The Sea Plays, Old Vic Tunnels

The Sea Plays, Old Vic Tunnels

O'Neill's seafaring trilogy is given the immersive treatment

Stormy weather: the Old Vic Tunnels company recreates harsh seafaring conditionsMarc Douet

The Old Vic Tunnels would seem to be the perfect place to set three of Eugene O’Neill’s three earliest plays about the sea, drenched as they are in the stench of life in the heavy engine room of merchant navy life. For the tunnels, secreted directly underneath Waterloo Station, shudder ceaselessly to the rumble of trains overhead and are saturated in their own heavy industrial atmosphere. Indeed as you enter you’re hit by the smell of dust and damp running at full blast. Come prepared.

It’s dark and putrid down there. Wrap up warm.
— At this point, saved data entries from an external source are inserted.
//! End-to-end round trips through the writer and reader, covering the
//! behaviors that only show up once a real file exists on disk: ordering
//! enforcement, alignment padding, multi-tensor offset translation, and
//! array-valued metadata.

use approx::assert_relative_eq;
use gguf::{GgufError, GgufWriter, TensorType, ValueType};

fn f32_le(values: &[f32]) -> Vec<u8> {
    values.iter().flat_map(|v| v.to_le_bytes()).collect()
}

#[test]
fn header_only_file_round_trips() {
    let dir = tempfile::tempdir().unwrap();
    let path = dir.path().join("empty.gguf");
    let w = GgufWriter::create(&path, false).unwrap();
    let reader = w.seal().unwrap();
    assert_eq!(reader.header().version, gguf::GGUF_VERSION);
    assert_eq!(reader.header().tensor_count, 0);
    assert_eq!(reader.header().metadata_kv_count, 0);
    assert!(reader.next_key().unwrap().is_none());
    assert!(reader.next_tensor().unwrap().is_none());
}

#[test]
fn single_f32_tensor_round_trips() {
    let dir = tempfile::tempdir().unwrap();
    let path = dir.path().join("single.gguf");
    let mut w = GgufWriter::create(&path, false).unwrap();
    w.append_tensor_info(b"weight", &[2, 2], TensorType::F32, 0).unwrap();
    let payload = f32_le(&[1.0, 2.0, 3.0, 4.0]);
    w.append_tensor_data(&payload).unwrap();
    let reader = w.seal().unwrap();

    let desc = reader.next_tensor().unwrap().unwrap();
    assert_eq!(desc.name, b"weight");
    assert_eq!(desc.dims, [2, 2, 1, 1]);
    assert_eq!(desc.num_weights, 4);
    let bytes = reader.tensor_bytes(&desc).unwrap();
    let values = gguf::tensor_to_float(desc.tensor_type, bytes, desc.num_weights).unwrap();
    assert_eq!(values, vec![1.0, 2.0, 3.0, 4.0]);
}

#[test]
fn two_tensors_land_at_distinct_offsets() {
    let dir = tempfile::tempdir().unwrap();
    let path = dir.path().join("two.gguf");
    let mut w = GgufWriter::create(&path, false).unwrap();
    w.append_tensor_info(b"a", &[4], TensorType::F32, 0).unwrap();
    w.append_tensor_info(b"b", &[4], TensorType::F32, 16).unwrap();
    w.append_tensor_data(&f32_le(&[1.0, 2.0, 3.0, 4.0])).unwrap();
    w.append_tensor_data(&f32_le(&[5.0, 6.0, 7.0, 8.0])).unwrap();
    let reader = w.seal().unwrap();

    let a = reader.next_tensor().unwrap().unwrap();
    let b = reader.next_tensor().unwrap().unwrap();
    assert_eq!(a.relative_offset, 0);
    assert_eq!(b.relative_offset, 16);
    assert!(b.absolute_offset > a.absolute_offset);

    let a_values = gguf::tensor_to_float(a.tensor_type, reader.tensor_bytes(&a).unwrap(), a.num_weights).unwrap();
    let b_values = gguf::tensor_to_float(b.tensor_type, reader.tensor_bytes(&b).unwrap(), b.num_weights).unwrap();
    assert_eq!(a_values, vec![1.0, 2.0, 3.0, 4.0]);
    assert_eq!(b_values, vec![5.0, 6.0, 7.0, 8.0]);
}

#[test]
fn q8_0_tensor_round_trips_through_dequant() {
    use gguf::half::f32_to_half;

    let dir = tempfile::tempdir().unwrap();
    let path = dir.path().join("q8_0.gguf");
    let mut w = GgufWriter::create(&path, false).unwrap();
    w.append_tensor_info(b"weight", &[32], TensorType::Q8_0, 0).unwrap();

    let mut block = Vec::new();
    block.extend_from_slice(&f32_to_half(0.5).to_le_bytes());
    for q in 0..32i32 {
        block.push((q - 16) as u8);
    }
    w.append_tensor_data(&block).unwrap();
    let reader = w.seal().unwrap();

    let desc = reader.next_tensor().unwrap().unwrap();
    let bytes = reader.tensor_bytes(&desc).unwrap();
    let values = gguf::tensor_to_float(desc.tensor_type, bytes, desc.num_weights).unwrap();
    for (i, &v) in values.iter().enumerate() {
        assert_relative_eq!(v, 0.5 * (i as i32 - 16) as f32, max_relative = 1e-2);
    }
}

#[test]
fn array_metadata_preserves_element_order() {
    let dir = tempfile::tempdir().unwrap();
    let path = dir.path().join("array.gguf");
    let mut w = GgufWriter::create(&path, false).unwrap();
    w.append_kv_array(
        b"tokenizer.ggml.tokens",
        ValueType::UInt32,
        &[&1u32.to_le_bytes(), &2u32.to_le_bytes(), &3u32.to_le_bytes()],
    )
    .unwrap();
    let reader = w.seal().unwrap();

    let entry = reader.next_key().unwrap().unwrap();
    assert_eq!(entry.value_type, ValueType::Array);

    let mut seen = Vec::new();
    reader
        .consume_value(entry.value_type, &mut |event| {
            if let gguf::ValueEvent::Primitive { in_array, value } = event {
                if let gguf::PrimitiveValue::U32(v) = value {
                    seen.push((in_array, v));
                }
            }
        })
        .unwrap();
    assert_eq!(seen, vec![(1, 1), (2, 2), (3, 3)]);
}

#[test]
fn kv_after_tensor_info_is_rejected() {
    let dir = tempfile::tempdir().unwrap();
    let path = dir.path().join("order.gguf");
    let mut w = GgufWriter::create(&path, false).unwrap();
    w.append_tensor_info(b"a", &[1], TensorType::F32, 0).unwrap();
    let err = w.append_kv(b"late", ValueType::Bool, &[1]).unwrap_err();
    assert!(matches!(err, GgufError::Order(_)));
}

#[test]
fn custom_alignment_is_honored_on_read() {
    let dir = tempfile::tempdir().unwrap();
    let path = dir.path().join("aligned.gguf");
    let mut w = GgufWriter::create(&path, false).unwrap();
    w.append_kv(b"general.alignment", ValueType::UInt32, &16u32.to_le_bytes())
        .unwrap();
    w.append_tensor_info(b"a", &[1], TensorType::F32, 0).unwrap();
    w.append_tensor_data(&f32_le(&[1.0])).unwrap();
    let reader = w.seal().unwrap();

    let kv = reader.next_key().unwrap().unwrap();
    reader.consume_value(kv.value_type, &mut |_| {}).unwrap();
    assert_eq!(reader.alignment(), 16);

    let desc = reader.next_tensor().unwrap().unwrap();
    assert_eq!(desc.absolute_offset % 16, 0);
}

#[test]
fn bf16_tensor_round_trips() {
    use gguf::half::{brain_to_f32, f32_to_brain};

    let dir = tempfile::tempdir().unwrap();
    let path = dir.path().join("bf16.gguf");
    let mut w = GgufWriter::create(&path, false).unwrap();
    w.append_tensor_info(b"weight", &[3], TensorType::BF16, 0).unwrap();
    let bits = [f32_to_brain(1.0), f32_to_brain(-2.0), f32_to_brain(0.0)];
    let bytes: Vec<u8> = bits.iter().flat_map(|b| b.to_le_bytes()).collect();
    w.append_tensor_data(&bytes).unwrap();
    let reader = w.seal().unwrap();

    let desc = reader.next_tensor().unwrap().unwrap();
    let out = gguf::tensor_to_bf16(desc.tensor_type, reader.tensor_bytes(&desc).unwrap(), desc.num_weights).unwrap();
    assert_eq!(brain_to_f32(out[0]), 1.0);
    assert_eq!(brain_to_f32(out[1]), -2.0);
    assert_eq!(brain_to_f32(out[2]), 0.0);
}
pub mod compare;
pub mod inspect_tensor;
pub mod show;
pub mod split_mixtral;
Waterloo Station’s converted railway vaults, barely two years old, however, have been steadily turned into an avant gardist’s dream palace with Banksy, New York Dolls and the Boom Boom Cabaret Club all appearing as recent headliners. It’s no place, however, for the faint of heart. Nor, if we’re to believe O’Neill who roamed the high seas before turning his experiences into such piercing stage plays as Anna Christie and The Iceman Cometh, was merchant sailing anything other than something close to hell on earth in the early part of the century. These three plays, Bound East for Cardiff, In the Zone and The Long Voyage Home, expose a sailor’s life as one of unrelenting hardship endured only through an intense sense of camaraderie.

This is a vivid, violently realistic and heavily male production

Known as The Sea Plays, this trilogy of one-acters are among O’Neill’s earliest and least performed works. The first, Bound East for Cardiff indeed was the one that in July, 1916 launched the playwright when it was performed in a rickety converted fish house in Provincetown on Cape Cod; the Provincetown Players theatre group set sail with O’Neill as one of its leading lights.

Kenneth Hoyt, himself a director of today’s Provincetown Theatre, should presumably know his O’Neill backwards. If so, he’s made some strange choices. Misjudging the vault’s immersive qualities, he’s clearly taken hyper-realism as his cue with less than positive results. O’Neill’s great gift is his talent for characterisation. In a few short strokes, he can create characters who come pulsatingly alive. Leave the plays to do the talking and you won’t fail.

Hoyt initially however fills the vaults with thundering clatter. The opening minutes are a tokenistic embarrassment with bare-chested men of toil supposedly stoking coal, swathed in sweat. We are invited to gaze at them as if at some zoological specimen. A storm at sea is then represented with sound and fury, swinging lights, straining ropes and heavy metal doors gallantly yanked back and forth by the hard-working acting crew, all unnecessarily laborious beside the brilliant storm evoked by Rob Ashford for the Donmar’s Anna Christie revival last year with merely a rope and lights.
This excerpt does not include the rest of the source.